October 01, 2014

Hi all,

Quite a bit going on again this month.

1) PGI 14.9 and Intel 15.0.0 are now on yellowstone. Both have some relevant bug fixes, but particularly Intel, which has not been updated for some time.
1) CLM has had some issues with PGI 14, which seem to be a consequence of having multiple types in the same scope, where those types have methods with the same name (in this case, multiple unrelated classes that have an "UpdateAccVars" method).

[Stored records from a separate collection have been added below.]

//! Destination discovery for the network sink.
//!
//! An explicit URL always wins. Otherwise the cluster forwarder and the local
//! agent are checked in that order with a short GET; the first one answering 200
//! is adopted, and the agent URL is the fallback when neither does. Whatever is
//! chosen is kept for the rest of the process lifetime.

use reqwest::StatusCode;
use tokio::sync::OnceCell;
use tracing::{debug, info, warn};
use url::Url;

use crate::config::TargetConfig;
use crate::error::PublishError;

/// Resolves and caches the publish URL.
#[derive(Debug)]
pub struct TargetResolver {
    target: TargetConfig,
    liveness: reqwest::Client,
    resolved: OnceCell<Url>,
}

impl TargetResolver {
    /// Create a resolver. Nothing is checked until the first [`resolve`](Self::resolve).
    ///
    /// # Errors
    ///
    /// Returns [`PublishError::ClientBuild`] if the liveness client cannot be built.
    pub fn new(target: TargetConfig) -> Result<Self, PublishError> {
        let liveness = reqwest::Client::builder()
            .timeout(target.liveness_timeout)
            .build()
            .map_err(PublishError::ClientBuild)?;

        Ok(Self {
            target,
            liveness,
            resolved: OnceCell::new(),
        })
    }

    /// The publish URL, resolved on first call.
    pub async fn resolve(&self) -> &Url {
        self.resolved.get_or_init(|| self.discover()).await
    }

    /// Resolved URL if resolution already happened.
    #[must_use]
    pub fn resolved(&self) -> Option<&Url> {
        self.resolved.get()
    }

    async fn discover(&self) -> Url {
        if let Some(explicit) = &self.target.explicit {
            info!(url = %explicit, "using configured target url");
            return explicit.clone();
        }

        for candidate in [&self.target.forwarder_url, &self.target.agent_url] {
            if self.is_alive(candidate).await {
                info!(url = %candidate, "target url detected");
                return candidate.clone();
            }
        }

        warn!(
            url = %self.target.agent_url,
            "no collector answered the liveness check, falling back to agent url"
        );
        self.target.agent_url.clone()
    }

    async fn is_alive(&self, url: &Url) -> bool {
        match self.liveness.get(url.clone()).send().await {
            Ok(response) if response.status() == StatusCode::OK => true,
            Ok(response) => {
                debug!(url = %url, status = response.status().as_u16(), "liveness check rejected");
                false
            }
            Err(e) => {
                debug!(url = %url, error = %e, "liveness check failed");
                false
            }
        }
    }
}

#[cfg(test)]
mod tests {
    use std::error::Error;
    use std::time::Duration;

    use wiremock::matchers::method;
    use wiremock::{Mock, MockServer, ResponseTemplate};

    use super::*;

    fn target(
        forwarder: &MockServer,
        agent: &MockServer,
        explicit: Option<Url>,
    ) -> Result<TargetConfig, url::ParseError> {
        Ok(TargetConfig {
            explicit,
            forwarder_url: Url::parse(&forwarder.uri())?,
            agent_url: Url::parse(&agent.uri())?,
            liveness_timeout: Duration::from_millis(500),
            request_timeout: Duration::from_secs(1),
        })
    }

    async fn endpoint_answering(status: u16, expected_calls: u64) -> MockServer {
        let server = MockServer::start().await;
        Mock::given(method("GET"))
            .respond_with(ResponseTemplate::new(status))
            .expect(expected_calls)
            .mount(&server)
            .await;
        server
    }

    #[tokio::test]
    async fn test_explicit_url_skips_probing() -> Result<(), Box<dyn Error>> {
        let forwarder = endpoint_answering(200, 0).await;
        let agent = endpoint_answering(200, 0).await;
        let explicit = Url::parse("http://collector.example:9000/ingest")?;

        let resolver = TargetResolver::new(target(&forwarder, &agent, Some(explicit.clone()))?)?;

        assert_eq!(resolver.resolve().await, &explicit);
        Ok(())
    }

    #[tokio::test]
    async fn test_forwarder_preferred_when_both_answer() -> Result<(), Box<dyn Error>> {
        let forwarder = endpoint_answering(200, 1).await;
        let agent = endpoint_answering(200, 0).await;

        let resolver = TargetResolver::new(target(&forwarder, &agent, None)?)?;

        assert_eq!(resolver.resolve().await.as_str(), Url::parse(&forwarder.uri())?.as_str());
        Ok(())
    }

    #[tokio::test]
    async fn test_agent_used_when_forwarder_rejects() -> Result<(), Box<dyn Error>> {
        let forwarder = endpoint_answering(503, 1).await;
        let agent = endpoint_answering(200, 1).await;

        let resolver = TargetResolver::new(target(&forwarder, &agent, None)?)?;

        assert_eq!(resolver.resolve().await.as_str(), Url::parse(&agent.uri())?.as_str());
        Ok(())
    }

    #[tokio::test]
    async fn test_falls_back_to_agent_when_nothing_answers() -> Result<(), Box<dyn Error>> {
        let forwarder = endpoint_answering(404, 1).await;
        let agent = endpoint_answering(500, 1).await;

        let resolver = TargetResolver::new(target(&forwarder, &agent, None)?)?;

        assert_eq!(resolver.resolve().await.as_str(), Url::parse(&agent.uri())?.as_str());
        Ok(())
    }

    #[tokio::test]
    async fn test_resolution_is_cached() -> Result<(), Box<dyn Error>> {
        let forwarder = endpoint_answering(200, 1).await;
        let agent = endpoint_answering(200, 0).await;

        let resolver = TargetResolver::new(target(&forwarder, &agent, None)?)?;
        assert!(resolver.resolved().is_none());

        let first = resolver.resolve().await.clone();
        let second = resolver.resolve().await.clone();

        assert_eq!(first, second);
        assert_eq!(resolver.resolved(), Some(&first));
        Ok(())
    }
}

PGI says that the release this month should fix the issue; in the meantime I believe that Stefan has committed a workaround.

2) Little-known fact: PGI has a 264 character line limit which is enforced after preprocessing, so it can be confounded by __FILE__ macros that expand to a very long string.
3) I discovered a PGI compile error that occurs when using move_alloc on components of derived types.

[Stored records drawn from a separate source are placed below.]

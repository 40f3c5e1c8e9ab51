//! Single consumer of both hand-off paths.

use tokio_util::sync::CancellationToken;
use tracing::{debug, info, warn};

use crate::envelope::MetricsSample;
use crate::handoff::{MetricsConsumer, ProfileConsumer, ProfileHandoff};
use crate::sink::Sink;

/// Drains the profile and metrics channels into the active sink.
///
/// Neither channel has priority over the other. Every publish is attempted
/// once; failures are logged and the sample is dropped.
pub struct Publisher {
    sink: Sink,
    profiles: ProfileConsumer,
    metrics: MetricsConsumer,
}

impl Publisher {
    #[must_use]
    pub const fn new(sink: Sink, profiles: ProfileConsumer, metrics: MetricsConsumer) -> Self {
        Self {
            sink,
            profiles,
            metrics,
        }
    }

    /// Run until `cancel` fires or both producers are gone.
    pub async fn run(mut self, cancel: CancellationToken) {
        info!(sink = self.sink.name(), "publisher started");
        let mut profiles_open = true;
        let mut metrics_open = true;

        while profiles_open || metrics_open {
            tokio::select! {
                () = cancel.cancelled() => break,
                handoff = self.profiles.recv(), if profiles_open => match handoff {
                    Some(handoff) if !cancel.is_cancelled() => self.publish_profile(handoff).await,
                    Some(_) => break,
                    None => profiles_open = false,
                },
                sample = self.metrics.recv(), if metrics_open => match sample {
                    Some(sample) if !cancel.is_cancelled() => self.publish_metrics(sample).await,
                    Some(_) => break,
                    None => metrics_open = false,
                },
            }
        }

        info!("publisher stopped");
    }

    async fn publish_profile(&self, handoff: ProfileHandoff) {
        let kind = handoff.meta.kind;
        let time = handoff.meta.header.timestamp_ms;

        match self.sink.publish_profile(handoff).await {
            Ok(destination) => info!(%kind, time, %destination, "published profile"),
            Err(e) => warn!(%kind, time, error = %e, "failed to publish profile"),
        }
    }

    async fn publish_metrics(&self, sample: MetricsSample) {
        let time = sample.header.timestamp_ms;

        match self.sink.publish_metrics(sample).await {
            Ok(destination) => debug!(time, %destination, "published metrics"),
            Err(e) => warn!(time, error = %e, "failed to publish metrics"),
        }
    }
}

#[cfg(test)]
mod tests {
    use std::error::Error;
    use std::sync::{Arc, Mutex};
    use std::time::Duration;

    use tokio::time::timeout;

    use super::*;
    use crate::envelope::{ProfileMeta, RuntimeMetrics, SampleHeader};
    use crate::handoff::{CaptureBuffer, metrics_channel, profile_channel};
    use crate::identity::Identity;
    use crate::kind::ProfileKind;
    use crate::sink::FileWriter;

    fn header(timestamp_ms: i64) -> SampleHeader {
        SampleHeader {
            timestamp_ms,
            identity: Arc::new(Identity {
                service: "orders".to_string(),
                pid: 9,
                hostname: String::new(),
            }),
        }
    }

    #[tokio::test]
    async fn test_publishes_both_paths_to_file_sink() -> Result<(), Box<dyn Error>> {
        let dir = tempfile::tempdir()?;
        let (mut producer, profiles) = profile_channel();
        let (metrics_tx, metrics) = metrics_channel();
        let publisher = Publisher::new(Sink::File(FileWriter::new(dir.path())), profiles, metrics);
        let cancel = CancellationToken::new();
        let task = tokio::spawn(publisher.run(cancel.clone()));

        let buffer: CaptureBuffer = Arc::new(Mutex::new(b"heap-bytes".to_vec()));
        let meta = ProfileMeta {
            header: header(100),
            kind: ProfileKind::Heap,
            duration: None,
            interval: Duration::from_secs(1),
        };
        producer
            .hand_off(meta, &buffer, &cancel)
            .await
            .map_err(|e| format!("{e:?}"))?;
        metrics_tx
            .send(MetricsSample {
                header: header(101),
                metrics: RuntimeMetrics::default(),
            })
            .await?;

        drop(producer);
        drop(metrics_tx);
        timeout(Duration::from_secs(2), task).await??;

        assert_eq!(std::fs::read(dir.path().join("orders_100_9.heap"))?, b"heap-bytes");
        assert!(dir.path().join("orders_101_9.json").is_file());
        Ok(())
    }

    #[tokio::test]
    async fn test_stops_on_cancel_with_producers_alive() -> Result<(), Box<dyn Error>> {
        let dir = tempfile::tempdir()?;
        let (_producer, profiles) = profile_channel();
        let (_metrics_tx, metrics) = metrics_channel();
        let publisher = Publisher::new(Sink::File(FileWriter::new(dir.path())), profiles, metrics);
        let cancel = CancellationToken::new();
        let task = tokio::spawn(publisher.run(cancel.clone()));

        cancel.cancel();
        timeout(Duration::from_secs(1), task).await??;
        Ok(())
    }

    #[tokio::test]
    async fn test_write_failure_still_releases() -> Result<(), Box<dyn Error>> {
        let (mut producer, profiles) = profile_channel();
        let (_metrics_tx, metrics) = metrics_channel();
        let sink = Sink::File(FileWriter::new("/nonexistent/definitely/missing"));
        let cancel = CancellationToken::new();
        let task = tokio::spawn(Publisher::new(sink, profiles, metrics).run(cancel.clone()));

        let buffer: CaptureBuffer = Arc::new(Mutex::new(b"x".to_vec()));
        let meta = ProfileMeta {
            header: header(1),
            kind: ProfileKind::Goroutine,
            duration: None,
            interval: Duration::from_secs(1),
        };
        timeout(Duration::from_secs(1), producer.hand_off(meta, &buffer, &cancel))
            .await?
            .map_err(|e| format!("{e:?}"))?;

        cancel.cancel();
        timeout(Duration::from_secs(1), task).await??;
        Ok(())
    }
}
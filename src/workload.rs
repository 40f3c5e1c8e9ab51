//! Synthetic load for the agent to observe.

#![deny(clippy::unwrap_used)]
#![deny(clippy::expect_used)]
#![deny(clippy::panic)]

use std::time::Duration;

use tokio::task::JoinHandle;
use tokio::time::{MissedTickBehavior, interval};
use tokio_util::sync::CancellationToken;
use tracing::{debug, info};

const CHUNK_BYTES: usize = 65_536;

/// Ticks between two releases of the retained memory.
const RELEASE_EVERY: u32 = 5;

/// Allocation batches per tick, in chunks.
const BATCHES: [usize; 3] = [32, 64, 128];

const FIB_INPUT: u32 = 27;

/// Append `chunks` freshly allocated chunks to `retained`.
pub fn allocate(retained: &mut Vec<Vec<u8>>, chunks: usize) {
    retained.extend((0..chunks).map(|i| {
        let fill = i.checked_rem(251).and_then(|v| u8::try_from(v).ok());
        vec![fill.unwrap_or(0); CHUNK_BYTES]
    }));
}

/// Deliberately naive recursive fibonacci. Saturates instead of overflowing.
#[must_use]
pub fn fibonacci(n: u32) -> u64 {
    if n <= 1 {
        return u64::from(n);
    }
    fibonacci(n.saturating_sub(2)).saturating_add(fibonacci(n.saturating_sub(1)))
}

async fn memory_churn(cancel: CancellationToken) {
    let mut ticker = interval(Duration::from_secs(1));
    ticker.set_missed_tick_behavior(MissedTickBehavior::Skip);
    let mut retained = Vec::new();
    let mut ticks = 0_u32;

    loop {
        tokio::select! {
            biased;
            () = cancel.cancelled() => break,
            _ = ticker.tick() => {}
        }

        for chunks in BATCHES {
            allocate(&mut retained, chunks);
        }
        ticks = ticks.wrapping_add(1);
        debug!(chunks = retained.len(), "allocated");

        if ticks.checked_rem(RELEASE_EVERY) == Some(0) {
            retained = Vec::new();
            debug!("released retained memory");
        }
    }
}

async fn cpu_burn(cancel: CancellationToken) {
    let mut ticker = interval(Duration::from_secs(1));
    ticker.set_missed_tick_behavior(MissedTickBehavior::Skip);

    loop {
        tokio::select! {
            biased;
            () = cancel.cancelled() => break,
            _ = ticker.tick() => {}
        }

        match tokio::task::spawn_blocking(|| fibonacci(FIB_INPUT)).await {
            Ok(value) => debug!(value, "fibonacci done"),
            Err(e) => debug!(error = %e, "fibonacci task failed"),
        }
    }
}

/// Start the memory and CPU load until `cancel` fires.
#[must_use]
pub fn spawn(cancel: &CancellationToken) -> Vec<JoinHandle<()>> {
    info!("starting synthetic workload");
    vec![
        tokio::spawn(memory_churn(cancel.clone())),
        tokio::spawn(cpu_burn(cancel.clone())),
    ]
}
impl ProfilerConfig {
    /// Create a configuration with defaults for the given service.
    ///
    /// Profiles `heap` and `cpu` are enabled, runtime metrics are collected and
    /// samples are sent over the network.
    ///
    /// # Errors
    ///
    /// Returns [`Error::EmptyServiceName`] if `service` is blank and
    /// [`Error::InvalidServiceName`] if it contains a path separator.
    ///
    /// # Examples
    ///
    /// ```
    /// # use sf_profiler_agent::ProfilerConfig;
    /// # use std::time::Duration;
    /// let config = ProfilerConfig::new("checkout")
    ///     .and_then(|c| c.with_interval(Duration::from_secs(30)));
    /// assert!(config.is_ok());
    /// ```
    pub fn new(service: impl Into<String>) -> Result<Self> {
        let service = validate_service(service.into())?;

        Ok(Self {
            service,
            interval: DEFAULT_PROFILE_INTERVAL,
            cpu_duration: DEFAULT_CPU_PROFILE_DURATION,
            kinds: [ProfileKind::Heap, ProfileKind::Cpu].into_iter().collect(),
            collect_profiles: true,
            collect_metrics: true,
            sink: SinkMode::Network,
            profiles_dir: PathBuf::from(DEFAULT_PROFILES_DIR),
            retention_age: DEFAULT_PROFILES_AGE,
            sweep_period: DEFAULT_SWEEP_PERIOD,
            target: TargetConfig {
                explicit: None,
                forwarder_url: parse_url(DEFAULT_CLUSTER_FORWARDER_URL)?,
                agent_url: parse_url(DEFAULT_AGENT_URL)?,
                liveness_timeout: DEFAULT_LIVENESS_TIMEOUT,
                request_timeout: DEFAULT_REQUEST_TIMEOUT,
            },
            log_dispatch: None,
        })
    }

    /// Create a configuration and overlay `SF_PROFILER_*` environment variables.
    ///
    /// # Errors
    ///
    /// Returns an error if the service name is blank or a variable is invalid.
    pub fn from_env(service: impl Into<String>) -> Result<Self> {
        Self::new(service)?.apply(ProfilerSettings::from_lookup(|key| std::env::var(key).ok())?)
    }

    /// Create a configuration from a TOML or JSON settings file.
    ///
    /// # Errors
    ///
    /// Returns an error if the file cannot be read, does not parse, lacks a
    /// service name, or holds invalid values.
    pub fn from_file(path: &Path) -> Result<Self> {
        let settings = ProfilerSettings::from_file(path)?;
        let service = settings
            .service
            .clone()
            .ok_or(Error::EmptyServiceName)?;
        Self::new(service)?.apply(settings)
    }

    /// Overlay explicitly provided settings.
    ///
    /// # Errors
    ///
    /// Returns an error if any provided value is invalid.
    pub fn apply(mut self, settings: ProfilerSettings) -> Result<Self> {
        if let Some(service) = settings.service {
            self.service = validate_service(service)?;
        }
        if let Some(secs) = settings.interval_secs {
            self = self.with_interval(Duration::from_secs(secs))?;
        }
        if let Some(secs) = settings.cpu_duration_secs {
            self = self.with_cpu_profile_duration(Duration::from_secs(secs))?;
        }
        if let Some(profiles) = settings.profiles {
            self.kinds = parse_profiles(&profiles)?;
        }
        if let Some(url) = settings.target_url {
            self = self.with_target_url(&url)?;
        }
        if let Some(dir) = settings.output_dir {
            self.profiles_dir = dir;
        }
        if settings.write_to_file == Some(true) {
            self.sink = SinkMode::File;
        }
        if let Some(secs) = settings.retention_secs {
            self = self.with_retention_age(Duration::from_secs(secs))?;
        }
        if settings.collect_metrics == Some(false) {
            self.collect_metrics = false;
        }
        Ok(self)
    }

    /// Set the interval between collections.
    ///
    /// # Errors
    ///
    /// Returns an error if `interval` is zero.
    pub fn with_interval(mut self, interval: Duration) -> Result<Self> {
        if interval.is_zero() {
            return Err(Error::zero_duration("interval"));
        }
        self.interval = interval;
        Ok(self)
    }

    /// Set how long a cpu profile is captured for.
    ///
    /// # Errors
    ///
    /// Returns an error if `duration` is zero.
    pub fn with_cpu_profile_duration(mut self, duration: Duration) -> Result<Self> {
        if duration.is_zero() {
            return Err(Error::zero_duration("cpu profile duration"));
        }
        self.cpu_duration = duration;
        Ok(self)
    }

    /// Enable one profile kind. It is collected after the kinds already enabled.
    #[must_use]
    pub fn enable_profile(mut self, kind: ProfileKind) -> Self {
        self.kinds.insert(kind);
        self
    }

    /// Disable one profile kind.
    #[must_use]
    pub fn disable_profile(mut self, kind: ProfileKind) -> Self {
        self.kinds.remove(kind);
        self
    }

    /// Enable every supported profile kind.
    #[must_use]
    pub fn enable_all_profiles(mut self) -> Self {
        self.kinds.insert_all();
        self
    }

    /// Replace the enabled kinds, in the given order.
    #[must_use]
    pub fn with_profiles(mut self, kinds: impl IntoIterator<Item = ProfileKind>) -> Self {
        self.kinds = kinds.into_iter().collect();
        self
    }

    /// Turn off profile collection entirely.
    #[must_use]
    pub fn disable_profiles(mut self) -> Self {
        self.collect_profiles = false;
        self
    }

    /// Turn off runtime metrics collection.
    #[must_use]
    pub fn disable_runtime_metrics(mut self) -> Self {
        self.collect_metrics = false;
        self
    }

    /// Write samples to the profiles directory instead of sending them.
    ///
    /// File names are `service_timestamp_pid.kind` for profiles and
    /// `service_timestamp_pid.json` for metrics.
    #[must_use]
    pub fn write_profiles_to_file(mut self) -> Self {
        self.sink = SinkMode::File;
        self
    }

    /// Set the directory used by the file sink.
    #[must_use]
    pub fn with_profiles_dir(mut self, dir: impl Into<PathBuf>) -> Self {
        self.profiles_dir = dir.into();
        self
    }

    /// Set how old a stored file may get before the sweeper removes it.
    ///
    /// # Errors
    ///
    /// Returns an error if `age` is zero.
    pub fn with_retention_age(mut self, age: Duration) -> Result<Self> {
        if age.is_zero() {
            return Err(Error::zero_duration("retention age"));
        }
        self.retention_age = age;
        Ok(self)
    }

    /// Set the period of the retention sweep.
    ///
    /// # Errors
    ///
    /// Returns an error if `period` is zero.
    pub fn with_sweep_period(mut self, period: Duration) -> Result<Self> {
        if period.is_zero() {
            return Err(Error::zero_duration("sweep period"));
        }
        self.sweep_period = period;
        Ok(self)
    }

    /// Send samples to this URL. Disables target probing.
    ///
    /// # Errors
    ///
    /// Returns an error if `url` does not parse.
    pub fn with_target_url(mut self, url: &str) -> Result<Self> {
        self.target.explicit = Some(parse_url(url)?);
        Ok(self)
    }

    /// Override the checked endpoints.
    #[must_use]
    pub fn with_target_urls(mut self, forwarder: Url, agent: Url) -> Self {
        self.target.forwarder_url = forwarder;
        self.target.agent_url = agent;
        self
    }

    /// Set the timeout of each publish request.
    #[must_use]
    pub fn with_request_timeout(mut self, timeout: Duration) -> Self {
        self.target.request_timeout = timeout;
        self
    }

    /// Set the timeout of each liveness check.
    #[must_use]
    pub fn with_liveness_timeout(mut self, timeout: Duration) -> Self {
        self.target.liveness_timeout = timeout;
        self
    }

    /// Route all agent logs to this subscriber instead of the ambient one.
    #[must_use]
    pub fn with_logger(mut self, dispatch: tracing::Dispatch) -> Self {
        self.log_dispatch = Some(dispatch);
        self
    }

    #[must_use]
    pub fn service(&self) -> &str {
        &self.service
    }

    #[must_use]
    pub const fn interval(&self) -> Duration {
        self.interval
    }

    #[must_use]
    pub const fn cpu_profile_duration(&self) -> Duration {
        self.cpu_duration
    }

    /// Enabled kinds in collection order.
    #[must_use]
    pub const fn profiles(&self) -> &EnabledKinds {
        &self.kinds
    }

    /// Whether the profile collector runs.
    #[must_use]
    pub fn collects_profiles(&self) -> bool {
        self.collect_profiles && !self.kinds.is_empty()
    }

    #[must_use]
    pub const fn collects_metrics(&self) -> bool {
        self.collect_metrics
    }

    #[must_use]
    pub const fn sink(&self) -> &SinkMode {
        &self.sink
    }

    #[must_use]
    pub fn profiles_dir(&self) -> &Path {
        &self.profiles_dir
    }

    #[must_use]
    pub const fn target(&self) -> &TargetConfig {
        &self.target
    }

    /// Retention settings for the file sink directory. Only files named the
    /// way the file sink names this service's samples are covered.
    #[must_use]
    pub fn retention_policy(&self) -> RetentionPolicy {
        RetentionPolicy::new(
            self.profiles_dir.clone(),
            FileNamePattern::new(self.service.clone()),
            self.retention_age,
            self.sweep_period,
        )
    }

    #[must_use]
    pub const fn log_dispatch(&self) -> Option<&tracing::Dispatch> {
        self.log_dispatch.as_ref()
    }
}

4) Other PGI issues are still being looked at by their compiler team, which is working with CISL and myself. E.g. figuring out pointer-related bugs, compiling pFUnit.
5) We continue to have issues with CAM-FV runs on Intel 14 and Intel 15, though Jim has a workaround that turns down optimization on a couple of MPI-related modules. We still don't know exactly what code is triggering the error.

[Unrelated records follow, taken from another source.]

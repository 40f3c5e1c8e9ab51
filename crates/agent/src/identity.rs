//! Identification fields shared by every sample.

use chrono::Utc;
use sysinfo::System;
use tracing::warn;

/// Process identity stamped on each envelope.
#[derive(Debug, Clone, PartialEq, Eq)]
pub struct Identity {
    pub service: String,
    pub pid: u32,
    pub hostname: String,
}

impl Identity {
    /// Resolve pid and host name for `service`.
    ///
    /// A host name lookup failure is logged once and leaves the field empty.
    #[must_use]
    pub fn resolve(service: &str) -> Self {
        let hostname = System::host_name().unwrap_or_else(|| {
            warn!(service, "failed to get hostname, samples will carry an empty host");
            String::new()
        });

        Self {
            service: service.to_string(),
            pid: std::process::id(),
            hostname,
        }
    }
}

/// Millisecond epoch clock that never goes backwards.
///
/// Each collector owns one, so capture timestamps are non-decreasing per
/// producer even if the wall clock is stepped back.
#[derive(Debug, Default)]
pub struct MonotonicClock {
    last_ms: i64,
}

impl MonotonicClock {
    #[must_use]
    pub const fn new() -> Self {
        Self { last_ms: 0 }
    }

    /// Current time in ms since epoch, clamped to the last reading.
    pub fn now_ms(&mut self) -> i64 {
        self.observe(Utc::now().timestamp_millis())
    }

    fn observe(&mut self, wall_ms: i64) -> i64 {
        self.last_ms = self.last_ms.max(wall_ms);
        self.last_ms
    }
}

6) I've temporarily dropped work on getting OpenMP to work with NAG 6.0, because I hit a wall (and have other things to do). But in the process, I created patched OpenMPI and valgrind builds that may actually be more useful. I've made some progress toward getting basic CLM and CAM cases to run cleanly under valgrind. This is good because none of our supported compilers have very good uninitialized data checks. OpenMPI also has its own MPI memchecker tool which works with valgrind, but I haven't used it yet.

Scoreboard:
Closed:
        GNU: 3
        IBM: 1
        Intel: 10 (+4)
        NAG: 6
        PGI: 30 (+2)
Open:
        GNU: 6
        IBM: 3
        Intel: 5 (-3)
        NAG: 2
        PGI: 8 (2 of these are likely fixed in 14.9, but I haven't tested this, 1 more is likely fixed a while ago)
Total:
        GNU: 9
        IBM: 4
        Intel: 15 (+1)
        NAG: 8
        PGI: 38 (+2)

- Sean

September 02, 2014

Hi all,

It's that time of month again. Lots and lots of news this time.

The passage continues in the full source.